Ils ont pour prénom Lily, Aïssatou et Fayçal et vivent en France où les a rejoints leur mère il y a quatre ans. Les deux premières ont fini leurs études et se sont engagées dans la vie professionnelle. Leur cadet Fayçal poursuit des études d’ingénieur, suivant en cela les traces de son père lui-même ingénieur en pétrochimie de l´Université du Kansas (Etats-Unis).

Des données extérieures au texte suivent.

//! Wire payloads for the submission intake, the evaluation intake pushed by the
//! external evaluator, and the criteria export consumed by it.
//!
//! Each shape is an explicit tagged structure validated once at the boundary;
//! nothing downstream touches loosely-typed maps.

use super::domain::{
    ApplicantId, ApplicationId, CoverLetterQuestionId, Grade, JobPostingId, ResumeItemId,
    ResumeItemType,
};
use chrono::{DateTime, NaiveDate, Utc};
use serde::{Deserialize, Serialize};

/// Submission intake: one applicant's answers for a job posting.
#[derive(Debug, Clone, Serialize, Deserialize)]
pub struct SubmissionRequest {
    pub applicant_name: String,
    pub applicant_email: String,
    #[serde(default)]
    pub resume_item_answers: Vec<ResumeAnswerInput>,
    #[serde(default)]
    pub cover_letter_question_answers: Vec<CoverLetterAnswerInput>,
}

#[derive(Debug, Clone, Serialize, Deserialize)]
pub struct ResumeAnswerInput {
    pub resume_item_id: ResumeItemId,
    pub content: String,
}

#[derive(Debug, Clone, Serialize, Deserialize)]
pub struct CoverLetterAnswerInput {
    pub cover_letter_question_id: CoverLetterQuestionId,
    pub content: String,
}

/// Evaluation intake pushed asynchronously by the external evaluator.
///
/// `application_id` is optional; absent or stale ids fall back to resolution by
/// applicant email. Delivery is at-least-once, so ingestion must be idempotent.
#[derive(Debug, Clone, Serialize, Deserialize)]
pub struct EvaluationPayload {
    pub applicant_name: String,
    pub applicant_email: String,
    #[serde(default)]
    pub application_id: Option<ApplicationId>,
    pub job_posting_id: JobPostingId,
    #[serde(default)]
    pub resume_evaluations: Vec<ResumeItemEvaluation>,
    #[serde(default)]
    pub cover_letter_evaluations: Vec<CoverLetterEvaluation>,
    #[serde(default)]
    pub overall_analysis: Option<OverallAnalysis>,
}

#[derive(Debug, Clone, Serialize, Deserialize)]
pub struct ResumeItemEvaluation {
    pub resume_item_id: ResumeItemId,
    pub resume_item_name: String,
    pub resume_content: String,
    #[serde(default)]
    pub score: Option<i32>,
}

#[derive(Debug, Clone, Serialize, Deserialize)]
pub struct CoverLetterEvaluation {
    pub cover_letter_question_id: CoverLetterQuestionId,
    #[serde(default)]
    pub keywords: Vec<String>,
    #[serde(default)]
    pub summary: String,
    #[serde(default)]
    pub answer_evaluations: Vec<CriterionFinding>,
}

#[derive(Debug, Clone, Serialize, Deserialize)]
pub struct CriterionFinding {
    pub criterion_name: String,
    pub grade: Grade,
    pub evaluated_content: String,
    pub reason: String,
}

#[derive(Debug, Clone, Serialize, Deserialize)]
pub struct OverallAnalysis {
    pub evaluation: String,
    #[serde(default)]
    pub strengths: Vec<String>,
    #[serde(default)]
    pub improvement_points: Vec<String>,
    pub recommendation: String,
    pub confidence: f64,
}

/// One row of the serialized resume score snapshot stored on the evaluation
/// result: the evaluator's entry enriched with the item's configured maximum.
#[derive(Debug, Clone, Serialize, Deserialize)]
pub struct ResumeScoreSnapshot {
    pub resume_item_id: ResumeItemId,
    pub resume_item_name: String,
    pub resume_content: String,
    pub score: Option<i32>,
    pub max_score: u32,
}

/// Submission data forwarded to the evaluator, fire-and-forget.
#[derive(Debug, Clone, PartialEq, Serialize, Deserialize)]
pub struct ApplicationForwarded {
    pub application_id: ApplicationId,
    pub job_posting_id: JobPostingId,
    pub applicant_id: ApplicantId,
    pub applicant_name: String,
    pub applicant_email: String,
    pub resume_item_answers: Vec<ForwardedResumeAnswer>,
    pub cover_letter_question_answers: Vec<ForwardedCoverLetterAnswer>,
}

#[derive(Debug, Clone, PartialEq, Serialize, Deserialize)]
pub struct ForwardedResumeAnswer {
    pub resume_item_id: ResumeItemId,
    pub resume_item_name: String,
    pub resume_content: String,
}

#[derive(Debug, Clone, PartialEq, Serialize, Deserialize)]
pub struct ForwardedCoverLetterAnswer {
    pub cover_letter_question_id: CoverLetterQuestionId,
    pub question_content: String,
    pub answer_content: String,
}

/// Grading rubric document sent to the evaluator at posting creation time.
#[derive(Debug, Clone, PartialEq, Serialize, Deserialize)]
pub struct CriteriaExport {
    pub job_posting_id: JobPostingId,
    pub job_posting_title: String,
    pub total_score: Option<u32>,
    pub resume_score_weight: u8,
    pub cover_letter_score_weight: u8,
    pub passing_score: u32,
    pub resume_criteria: Vec<ResumeItemCriteria>,
    pub cover_letter_criteria: Vec<CoverLetterQuestionCriteria>,
}

#[derive(Debug, Clone, PartialEq, Serialize, Deserialize)]
pub struct ResumeItemCriteria {
    pub resume_item_id: ResumeItemId,
    pub resume_item_name: String,
    pub resume_item_type: ResumeItemType,
    pub required: bool,
    pub max_score: u32,
    pub criteria: Vec<ExportedGradeRow>,
}

#[derive(Debug, Clone, PartialEq, Serialize, Deserialize)]
pub struct ExportedGradeRow {
    pub grade: Grade,
    pub description: String,
    pub score_per_grade: u32,
}

#[derive(Debug, Clone, PartialEq, Serialize, Deserialize)]
pub struct CoverLetterQuestionCriteria {
    pub cover_letter_question_id: CoverLetterQuestionId,
    pub question_content: String,
    pub required: bool,
    pub max_characters: u32,
    pub criteria: Vec<ExportedQuestionCriterion>,
}

#[derive(Debug, Clone, PartialEq, Serialize, Deserialize)]
pub struct ExportedQuestionCriterion {
    pub criteria_name: String,
    pub overall_description: Option<String>,
    pub details: Vec<ExportedGradeRow>,
}

/// Posting create/update request. Dates arrive as calendar days and are pinned
/// to midnight UTC; the posting status is always computed, never accepted.
#[derive(Debug, Clone, Serialize, Deserialize)]
pub struct JobPostingRequest {
    pub title: String,
    #[serde(default)]
    pub description: Option<String>,
    #[serde(default)]
    pub application_start_date: Option<NaiveDate>,
    #[serde(default)]
    pub application_end_date: Option<NaiveDate>,
    #[serde(default)]
    pub evaluation_end_date: Option<NaiveDate>,
    #[serde(default)]
    pub total_score: Option<u32>,
    pub resume_score_weight: u8,
    pub cover_letter_score_weight: u8,
    pub passing_score: u32,
    #[serde(default)]
    pub resume_items: Vec<ResumeItemRequest>,
    #[serde(default)]
    pub cover_letter_questions: Vec<CoverLetterQuestionRequest>,
}

impl JobPostingRequest {
    pub fn application_start(&self) -> Option<DateTime<Utc>> {
        self.application_start_date.map(midnight_utc)
    }

    pub fn application_end(&self) -> Option<DateTime<Utc>> {
        self.application_end_date.map(midnight_utc)
    }

    pub fn evaluation_end(&self) -> Option<DateTime<Utc>> {
        self.evaluation_end_date.map(midnight_utc)
    }
}

fn midnight_utc(date: NaiveDate) -> DateTime<Utc> {
    date.and_hms_opt(0, 0, 0)
        .expect("midnight is always a valid time")
        .and_utc()
}

#[derive(Debug, Clone, Serialize, Deserialize)]
pub struct ResumeItemRequest {
    pub name: String,
    pub item_type: ResumeItemType,
    #[serde(default)]
    pub required: bool,
    pub max_score: u32,
    #[serde(default)]
    pub criteria: Vec<GradeCriterionRequest>,
}

#[derive(Debug, Clone, Serialize, Deserialize)]
pub struct GradeCriterionRequest {
    pub grade: Grade,
    pub description: String,
    pub score_per_grade: u32,
}

#[derive(Debug, Clone, Serialize, Deserialize)]
pub struct CoverLetterQuestionRequest {
    pub content: String,
    #[serde(default)]
    pub required: bool,
    pub max_characters: u32,
    #[serde(default)]
    pub criteria: Vec<QuestionCriterionRequest>,
}

#[derive(Debug, Clone, Serialize, Deserialize)]
pub struct QuestionCriterionRequest {
    pub name: String,
    #[serde(default)]
    pub overall_description: Option<String>,
    #[serde(default)]
    pub details: Vec<GradeCriterionRequest>,
}

/// Human decision recorded against an application.
#[derive(Debug, Clone, Serialize, Deserialize)]
pub struct DecisionRequest {
    #[serde(default)]
    pub comment: Option<String>,
    pub status: String,
}

/// Company registration request.
#[derive(Debug, Clone, Serialize, Deserialize)]
pub struct CompanyRequest {
    pub name: String,
    #[serde(default)]
    pub description: Option<String>,
}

Jusqu’ici, la fratrie était inconnue du grand public. Toutefois, en juillet 2015, la presse camerounaise avait signalé un incident impliquant Aïssatou, deuxième fille de la famille, lorsque les autorités de Yaoundé lui avaient refusé le permis de visiter M. Marafa dans sa cellule du Secrétariat d’Etat à la gendarmerie de Yaoundé. Alors qu’elle s’était rendue expressément au Cameroun pour le voir, après plus de trois ans de séparation.

Les enfants Marafa entendent désormais aller directement au contact du public français que l’on sait très sensible sur les questions des droits de l’homme, pour plaider la cause de leur père. Objectif : faire pression sur le pouvoir de Yaoundé, signataire de nombreuses conventions internationales relatives aux droits humains et aux libertés individuelles.